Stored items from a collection
········

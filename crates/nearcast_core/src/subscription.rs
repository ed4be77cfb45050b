use crate::activity::UserFilter;
use crate::cell::Cell;
use crate::context::Context;
use crate::store::ClientChannel;
use std::sync::atomic::{AtomicBool, AtomicU64, Ordering};
use std::sync::{Arc, Mutex};
use tokio::sync::mpsc;
use tracing::{debug, warn};

/// Events consumed by a subscription driver, in FIFO order.
#[derive(Debug, Clone)]
pub enum SubscriptionEvent {
    /// The entity crossed a cell boundary; the snapshot carries the new
    /// cell and its covering by value.
    CellChange(Cell),
    /// The client switched between the local and a group filter.
    FilterChange(UserFilter),
    /// End the driver and release every subscription of the connection.
    Stop,
}

/// Queue depth for one driver. Producers never block: an event that does
/// not fit is dropped, which is sound because only the latest cell matters
/// and filter changes are idempotent.
const EVENT_QUEUE_DEPTH: usize = 16;

/// The per-connection serialization point: a single consumer task that
/// turns cell-change and filter-change events into broker resubscriptions
/// for one client channel.
pub struct Subscription {
    ctx: Arc<dyn Context>,
    tx: mpsc::Sender<SubscriptionEvent>,
    rx: Mutex<Option<mpsc::Receiver<SubscriptionEvent>>>,
    stopping: Arc<AtomicBool>,
    dropped: AtomicU64,
}

impl Subscription {
    pub fn new(ctx: Arc<dyn Context>) -> Self {
        let (tx, rx) = mpsc::channel(EVENT_QUEUE_DEPTH);
        Subscription {
            ctx,
            tx,
            rx: Mutex::new(Some(rx)),
            stopping: Arc::new(AtomicBool::new(false)),
            dropped: AtomicU64::new(0),
        }
    }

    /// Start the driver task against `conn`. The first call wins; later
    /// calls return `None`.
    pub fn start(&self, conn: Arc<dyn ClientChannel>) -> Option<tokio::task::JoinHandle<()>> {
        let rx = self.rx.lock().unwrap().take()?;
        let ctx = self.ctx.clone();
        let stopping = self.stopping.clone();
        Some(tokio::spawn(drive(ctx, conn, rx, stopping)))
    }

    /// Hand the driver a cell snapshot. Non-blocking.
    pub fn set_cell(&self, cell: Cell) {
        self.enqueue(SubscriptionEvent::CellChange(cell));
    }

    /// Hand the driver a filter change. Non-blocking.
    pub fn set_user_filter(&self, filter: UserFilter) {
        self.enqueue(SubscriptionEvent::FilterChange(filter));
    }

    /// Ask the driver to finish. Safe to call more than once; the driver
    /// terminates even if the queue is full at this moment.
    pub fn stop(&self) {
        self.stopping.store(true, Ordering::Release);
        let _ = self.tx.try_send(SubscriptionEvent::Stop);
    }

    /// Events discarded because the driver was slow or stopped.
    pub fn dropped_events(&self) -> u64 {
        self.dropped.load(Ordering::Relaxed)
    }

    fn enqueue(&self, event: SubscriptionEvent) {
        if self.tx.try_send(event).is_err() {
            self.dropped.fetch_add(1, Ordering::Relaxed);
            debug!("subscription queue full, event dropped");
        }
    }
}

/// The driver loop. Runs until a `Stop` event or the stopping flag is
/// observed, then releases the connection from both planes. The flag covers
/// the case where `Stop` itself could not be enqueued.
async fn drive(
    ctx: Arc<dyn Context>,
    conn: Arc<dyn ClientChannel>,
    mut rx: mpsc::Receiver<SubscriptionEvent>,
    stopping: Arc<AtomicBool>,
) {
    let mut current_filter = UserFilter::local();
    let mut last_cell: Option<Cell> = None;
    let mut done = false;

    while !done && !stopping.load(Ordering::Acquire) {
        let Some(mut event) = rx.recv().await else {
            break;
        };

        // Coalesce bursts of cell changes: only the newest covering is
        // worth a resubscription. A trailing non-cell event is kept and
        // handled in order.
        let mut follow_up = None;
        if matches!(event, SubscriptionEvent::CellChange(_)) {
            while let Ok(next) = rx.try_recv() {
                if matches!(next, SubscriptionEvent::CellChange(_)) {
                    event = next;
                } else {
                    follow_up = Some(next);
                    break;
                }
            }
        }

        for event in [Some(event), follow_up].into_iter().flatten() {
            match event {
                SubscriptionEvent::CellChange(cell) => {
                    if current_filter.is_local() {
                        if let Err(e) = ctx.subscribe_to_cell(&conn, &cell).await {
                            warn!("cell resubscription failed: {e}");
                        }
                    }
                    last_cell = Some(cell);
                }
                SubscriptionEvent::FilterChange(filter) => {
                    if filter != current_filter {
                        if filter.is_group() {
                            if let Err(e) = ctx.subscribe_to_group(&conn, &filter.value).await {
                                warn!("group subscription failed: {e}");
                            }
                        } else if filter.is_local() {
                            if let Some(cell) = &last_cell {
                                if let Err(e) = ctx.subscribe_to_cell(&conn, cell).await {
                                    warn!("cell resubscription failed: {e}");
                                }
                            }
                        }
                        current_filter = filter;
                    }
                }
                SubscriptionEvent::Stop => {
                    done = true;
                    break;
                }
            }
        }
    }

    if let Err(e) = ctx.unsubscribe(&conn).await {
        debug!("teardown unsubscribe failed: {e}");
    }
}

········

• [What the task asks] Every record above is to be copied out again exactly as written.

• [Answer space]
filename crates/nearcast_core/src/subscription.rs
repository ed4be77cfb45050b
use crate::activity::UserFilter;
use crate::cell::Cell;
use crate::context::Context;
use crate::store::ClientChannel;
use std::sync::atomic::{AtomicBool, AtomicU64, Ordering};
use std::sync::{Arc, Mutex};
use tokio::sync::mpsc;
use tracing::{debug, warn};

/// Events consumed by a subscription driver, in FIFO order.
#[derive(Debug, Clone)]
pub enum SubscriptionEvent {
    /// The entity crossed a cell boundary; the snapshot carries the new
    /// cell and its covering by value.
    CellChange(Cell),
    /// The client switched between the local and a group filter.
    FilterChange(UserFilter),
    /// End the driver and release every subscription of the connection.
    Stop,
}

/// Queue depth for one driver. Producers never block: an event that does
/// not fit is dropped, which is sound because only the latest cell matters
/// and filter changes are idempotent.
const EVENT_QUEUE_DEPTH: usize = 16;

/// The per-connection serialization point: a single consumer task that
/// turns cell-change and filter-change events into broker resubscriptions
/// for one client channel.
pub struct Subscription {
    ctx: Arc<dyn Context>,
    tx: mpsc::Sender<SubscriptionEvent>,
    rx: Mutex<Option<mpsc::Receiver<SubscriptionEvent>>>,
    stopping: Arc<AtomicBool>,
    dropped: AtomicU64,
}

impl Subscription {
    pub fn new(ctx: Arc<dyn Context>) -> Self {
        let (tx, rx) = mpsc::channel(EVENT_QUEUE_DEPTH);
        Subscription {
            ctx,
            tx,
            rx: Mutex::new(Some(rx)),
            stopping: Arc::new(AtomicBool::new(false)),
            dropped: AtomicU64::new(0),
        }
    }

    /// Start the driver task against `conn`. The first call wins; later
    /// calls return `None`.
    pub fn start(&self, conn: Arc<dyn ClientChannel>) -> Option<tokio::task::JoinHandle<()>> {
        let rx = self.rx.lock().unwrap().take()?;
        let ctx = self.ctx.clone();
        let stopping = self.stopping.clone();
        Some(tokio::spawn(drive(ctx, conn, rx, stopping)))
    }

    /// Hand the driver a cell snapshot. Non-blocking.
    pub fn set_cell(&self, cell: Cell) {
        self.enqueue(SubscriptionEvent::CellChange(cell));
    }

    /// Hand the driver a filter change. Non-blocking.
    pub fn set_user_filter(&self, filter: UserFilter) {
        self.enqueue(SubscriptionEvent::FilterChange(filter));
    }

    /// Ask the driver to finish. Safe to call more than once; the driver
    /// terminates even if the queue is full at this moment.
    pub fn stop(&self) {
        self.stopping.store(true, Ordering::Release);
        let _ = self.tx.try_send(SubscriptionEvent::Stop);
    }

    /// Events discarded because the driver was slow or stopped.
    pub fn dropped_events(&self) -> u64 {
        self.dropped.load(Ordering::Relaxed)
    }

    fn enqueue(&self, event: SubscriptionEvent) {
        if self.tx.try_send(event).is_err() {
            self.dropped.fetch_add(1, Ordering::Relaxed);
            debug!("subscription queue full, event dropped");
        }
    }
}

/// The driver loop. Runs until a `Stop` event or the stopping flag is
/// observed, then releases the connection from both planes. The flag covers
/// the case where `Stop` itself could not be enqueued.
async fn drive(
    ctx: Arc<dyn Context>,
    conn: Arc<dyn ClientChannel>,
    mut rx: mpsc::Receiver<SubscriptionEvent>,
    stopping: Arc<AtomicBool>,
) {
    let mut current_filter = UserFilter::local();
    let mut last_cell: Option<Cell> = None;
    let mut done = false;

    while !done && !stopping.load(Ordering::Acquire) {
        let Some(mut event) = rx.recv().await else {
            break;
        };

        // Coalesce bursts of cell changes: only the newest covering is
        // worth a resubscription. A trailing non-cell event is kept and
        // handled in order.
        let mut follow_up = None;
        if matches!(event, SubscriptionEvent::CellChange(_)) {
            while let Ok(next) = rx.try_recv() {
                if matches!(next, SubscriptionEvent::CellChange(_)) {
                    event = next;
                } else {
                    follow_up = Some(next);
                    break;
                }
            }
        }

        for event in [Some(event), follow_up].into_iter().flatten() {
            match event {
                SubscriptionEvent::CellChange(cell) => {
                    if current_filter.is_local() {
                        if let Err(e) = ctx.subscribe_to_cell(&conn, &cell).await {
                            warn!("cell resubscription failed: {e}");
                        }
                    }
                    last_cell = Some(cell);
                }
                SubscriptionEvent::FilterChange(filter) => {
                    if filter != current_filter {
                        if filter.is_group() {
                            if let Err(e) = ctx.subscribe_to_group(&conn, &filter.value).await {
                                warn!("group subscription failed: {e}");
                            }
                        } else if filter.is_local() {
                            if let Some(cell) = &last_cell {
                                if let Err(e) = ctx.subscribe_to_cell(&conn, cell).await {
                                    warn!("cell resubscription failed: {e}");
                                }
                            }
                        }
                        current_filter = filter;
                    }
                }
                SubscriptionEvent::Stop => {
                    done = true;
                    break;
                }
            }
        }
    }

    if let Err(e) = ctx.unsubscribe(&conn).await {
        debug!("teardown unsubscribe failed: {e}");
    }
}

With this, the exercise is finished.